Dark Horse has handled the Star Wars license for a long time, and it's taken many forms. Recently, they even attempted a "line wide" crossover. "Star Wars: Invasion" is the latest addition to the line. It's a tough license to get a handle on, though. While the Star Wars films created a Universe, they were mainly centered around telling contained, pulp adventure stories. Comics are all about establishing Universes and whatever segments of that Universe that might be needed to facilitate whatever story someone might come up with. With Star Wars, there's a litany of rules and boundaries that have been set up long ago and are pretty much infallible. That being said, there have often been great moments of fun and ingenuity in the books.

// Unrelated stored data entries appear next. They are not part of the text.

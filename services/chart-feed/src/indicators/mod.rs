//! Technical indicator engine
//!
//! Pure functions over the sanitized close series (or the full candle series
//! for VWAP). They share one data-sufficiency policy: an input shorter than
//! the indicator's minimum length yields an empty output, never a padded or
//! partial one.
//!
//! Outputs are tail-aligned: `output[i]` belongs to
//! `input[input_len - output_len + i]`. [`Series`] carries that offset so
//! the rendering side can pair values with candle times without recomputing
//! it.
//!
//! | Indicator | Minimum length |
//! |---|---|
//! | SMA(p), EMA(p), Bollinger(p) | p |
//! | RSI(p) | p + 1 |
//! | MACD(fast, slow, signal) | slow + signal |
//! | VWAP | none |

pub mod bollinger;
pub mod macd;
pub mod moving_average;
pub mod rsi;
pub mod vwap;

use std::fmt;
use std::str::FromStr;

use serde::{Deserialize, Serialize};
use types::candle::Candle;

use crate::preferences::{IndicatorConfig, IndicatorSettings};

pub use bollinger::{bollinger_bands, BollingerPoint, DEFAULT_BOLLINGER_PERIOD, DEFAULT_STD_DEV};
pub use macd::{
    macd, macd_min_length, MacdPoint, DEFAULT_FAST_PERIOD, DEFAULT_SIGNAL_PERIOD,
    DEFAULT_SLOW_PERIOD,
};
pub use moving_average::{ema, sma};
pub use rsi::{rsi, DEFAULT_RSI_PERIOD};
pub use vwap::vwap;

/// Default SMA periods when none are configured.
pub const DEFAULT_SMA_PERIODS: [usize; 3] = [20, 50, 200];
/// Default EMA periods when none are configured.
pub const DEFAULT_EMA_PERIODS: [usize; 3] = [9, 21, 50];

/// Stable tag for each indicator the chart offers.
#[derive(Debug, Clone, Copy, PartialEq, Eq, Hash, PartialOrd, Ord, Serialize, Deserialize)]
#[serde(rename_all = "camelCase")]
pub enum IndicatorKind {
    Sma,
    Ema,
    Rsi,
    Macd,
    BollingerBands,
    Vwap,
}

"Invasion" is Dark Horse's first foray into the "New Jedi Order" zone of the Star Wars Expanded Universe. It centers around, as far as my limited EU knowledge informs me, a set of brand new characters, and not every one is riveting. Tom Taylor has rather unsubtly put a classically spunky young woman who, in the midst of practically genocidal violence is able to not just fight but kill what has been introduced as one of the deadliest alien races in existence, oh, and with a knife. Her family though, the King and his son, the Prince, were fairly fresh interpretations of pretty shopworn archetypes.

Colin Wilson does a great job on the book. "Star Wars" comics often fall victim to inkless pencils that really should be inked. Wilson's work, inked of course, is a really great fit. Kind of a cross between Cam Kennedy and Walter Simonson, he has, like many Star Wars artists, the unenviable task of creating new worlds no one has heard of and make them believable. Artorias, where this issue happens to take place, is plenty believable. It has shades of previous Star Wars planets, but has its own logic to it. It's not a living Doug Chiang sketch, but it's certainly a fine looking book.

Like a lot of Dark Horse's Star Wars comics, this book does do a great job of establishing a galactically tense situation where our protagonists have been strewn across the galaxy. There's a strange excitement to that sort of singularly Star Wars kind of setup and "Invasion's" is a fine interpretation of the trope.